● **Task item**
In the listing below, find each line holding "items" and copy it.
(Given entries begins)
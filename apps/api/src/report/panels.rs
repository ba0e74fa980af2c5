//! Presentation panels for a government assessment: company basics plus the nine report modules.
//!
//! A panel's tone is read only from the enum behind it (credibility, match
//! level, introduce recommendation, star rating). Free text never changes tone.

use serde::Serialize;

use crate::models::assessment::{
    CredibilityLevel, GovernmentAssessment, IntroduceRecommendation, MatchLevel, RiskItem,
};
use crate::models::company::Company;

pub const MAX_STARS: u8 = 5;

#[derive(Debug, Clone, Copy, PartialEq, Eq, Serialize)]
#[serde(rename_all = "lowercase")]
pub enum Tone {
    Positive,
    Caution,
    Negative,
    Neutral,
}

impl Tone {
    pub fn for_credibility(level: CredibilityLevel) -> Self {
        match level {
            CredibilityLevel::High => Self::Positive,
            CredibilityLevel::Medium => Self::Caution,
            CredibilityLevel::Doubtful => Self::Negative,
        }
    }

    pub fn for_match_level(level: MatchLevel) -> Self {
        match level {
            MatchLevel::High | MatchLevel::Matched => Self::Positive,
            MatchLevel::Moderate => Self::Caution,
            MatchLevel::Mismatched => Self::Negative,
        }
    }

    pub fn for_introduce(recommendation: IntroduceRecommendation) -> Self {
        match recommendation {
            IntroduceRecommendation::Yes => Self::Positive,
            IntroduceRecommendation::Cautious => Self::Caution,
            IntroduceRecommendation::No => Self::Negative,
        }
    }

    pub fn for_rating(rating: u8) -> Self {
        match rating {
            4.. => Self::Positive,
            3 => Self::Caution,
            _ => Self::Negative,
        }
    }
}

#[derive(Debug, Clone, PartialEq, Serialize)]
#[serde(tag = "kind", rename_all = "lowercase")]
pub enum RowValue {
    Text { value: String },
    List { items: Vec<String> },
}

#[derive(Debug, Clone, PartialEq, Serialize)]
pub struct PanelRow {
    pub label: String,
    #[serde(flatten)]
    pub value: RowValue,
}

#[derive(Debug, Clone, PartialEq, Serialize)]
pub struct Panel {
    pub key: &'static str,
    pub title: &'static str,
    pub tone: Tone,
    pub rows: Vec<PanelRow>,
}

fn text(label: &str, value: impl Into<String>) -> PanelRow {
    PanelRow {
        label: label.to_string(),
        value: RowValue::Text {
            value: value.into(),
        },
    }
}

fn list(label: &str, items: &[String]) -> PanelRow {
    PanelRow {
        label: label.to_string(),
        value: RowValue::List {
            items: items.to_vec(),
        },
    }
}

fn risk_row(label: &str, risk: &RiskItem) -> PanelRow {
    list(
        label,
        &[
            format!("风险来源：{}", risk.source),
            format!("对地方影响：{}", risk.local_impact),
        ],
    )
}

/// `★★★☆☆` for a 1–5 rating; out-of-range values are clamped.
pub fn stars(rating: u8) -> String {
    let filled = rating.min(MAX_STARS) as usize;
    format!(
        "{}{}",
        "★".repeat(filled),
        "☆".repeat(MAX_STARS as usize - filled)
    )
}

fn basic_info(company: &Company) -> Panel {
    let location = match (company.city.is_empty(), company.province.is_empty()) {
        (false, false) if company.city != company.province => {
            format!("{}，{}", company.city, company.province)
        }
        (false, _) => company.city.clone(),
        (true, _) => company.province.clone(),
    };

    let mut last_round = company.last_round.clone();
    if !company.last_round_date.is_empty() {
        last_round.push_str(&format!("（{}）", company.last_round_date));
    }
    if !company.last_round_amount.is_empty() {
        last_round.push_str(&format!(" {}", company.last_round_amount));
    }

    let register_year = if company.register_year > 0 {
        format!("{}年", company.register_year)
    } else {
        String::new()
    };

    Panel {
        key: "basicInfo",
        title: "企业基本信息",
        tone: Tone::Neutral,
        rows: vec![
            text("企业名称", company.name.clone()),
            text("所在地区", location),
            list("所属行业", &company.industry),
            text("细分赛道", company.track.clone()),
            text("成立年份", register_year),
            text("最近融资", last_round),
            list("投资方", &company.investors),
            text("发展阶段", company.growth_stage.clone()),
        ],
    }
}

pub fn render_panels(company: &Company, assessment: &GovernmentAssessment) -> Vec<Panel> {
    let profile = &assessment.company_profile;
    let landing = &assessment.landing_assessment;
    let industry = &assessment.industry_match;
    let value = &assessment.core_value;
    let risks = &assessment.risk_assessment;
    let strategy = &assessment.introduction_strategy;
    let conclusion = &assessment.conclusion;

    vec![
        basic_info(company),
        Panel {
            key: "companyProfile",
            title: "模块一：企业综合画像",
            tone: Tone::Neutral,
            rows: vec![
                text("所处行业阶段", profile.industry_stage.clone()),
                text("核心竞争点", profile.core_technology.clone()),
                text("当前发展阶段", profile.development_stage.clone()),
                text("综合总结", profile.summary.clone()),
            ],
        },
        Panel {
            key: "landingAssessment",
            title: "模块二：项目真实性与落地判断",
            tone: Tone::for_credibility(landing.credibility_level),
            rows: vec![
                text("可信度", landing.credibility_level.label()),
                text("战略一致性", landing.strategic_alignment.clone()),
                text("不可替代性", landing.irreplaceability.clone()),
                text("投入产出逻辑", landing.input_output_logic.clone()),
                list("关键判断依据", &landing.key_evidence),
            ],
        },
        Panel {
            key: "industryMatch",
            title: "模块三：与地方产业匹配度评估",
            tone: Tone::for_match_level(industry.match_level),
            rows: vec![
                text("匹配程度", industry.match_level.label()),
                text("主导产业契合度", industry.dominant_industry_fit.clone()),
                text("补链/强链/延链", industry.chain_effect.clone()),
                text("集聚示范潜力", industry.cluster_potential.clone()),
            ],
        },
        Panel {
            key: "coreValue",
            title: "模块四：可为地方带来的核心价值",
            tone: Tone::Neutral,
            rows: vec![
                text("产业价值", value.industry_value.clone()),
                text("经济价值", value.economic_value.clone()),
                text("战略价值", value.strategic_value.clone()),
            ],
        },
        Panel {
            key: "riskAssessment",
            title: "模块五：主要风险识别",
            tone: Tone::Neutral,
            rows: vec![
                risk_row("财务风险", &risks.financial_risk),
                risk_row("经营风险", &risks.business_risk),
                risk_row("竞争风险", &risks.competition_risk),
                risk_row("政策风险", &risks.policy_risk),
            ],
        },
        Panel {
            key: "introductionStrategy",
            title: "模块六：政府引入策略建议",
            tone: Tone::for_introduce(strategy.recommend_introduce),
            rows: vec![
                text("是否建议引入", strategy.recommend_introduce.label()),
                text("引入形式", strategy.recommended_form.clone()),
                list("政策支持优先级", &strategy.policy_priority),
                list("不建议给予的政策", &strategy.not_recommended_policy),
            ],
        },
        Panel {
            key: "negotiationTerms",
            title: "模块七：招商谈判关键条款建议",
            tone: Tone::Neutral,
            rows: vec![list("核心条款", &assessment.negotiation_terms)],
        },
        Panel {
            key: "conclusion",
            title: "模块八：综合结论",
            tone: Tone::for_rating(conclusion.overall_rating),
            rows: vec![
                text("项目类型", conclusion.project_type.clone()),
                text("综合评级", stars(conclusion.overall_rating)),
                text("推荐动作", conclusion.recommended_action.clone()),
                text("最大机会点", conclusion.biggest_opportunity.clone()),
                text("最大风险点", conclusion.biggest_risk.clone()),
            ],
        },
        Panel {
            key: "insufficientInfo",
            title: "信息不足标注",
            tone: Tone::Neutral,
            rows: vec![list("需补充信息", &assessment.insufficient_info)],
        },
    ]
}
(Given entries ends)
● **Solved exercise**
    List { items: Vec<String> },
fn list(label: &str, items: &[String]) -> PanelRow {
            items: items.to_vec(),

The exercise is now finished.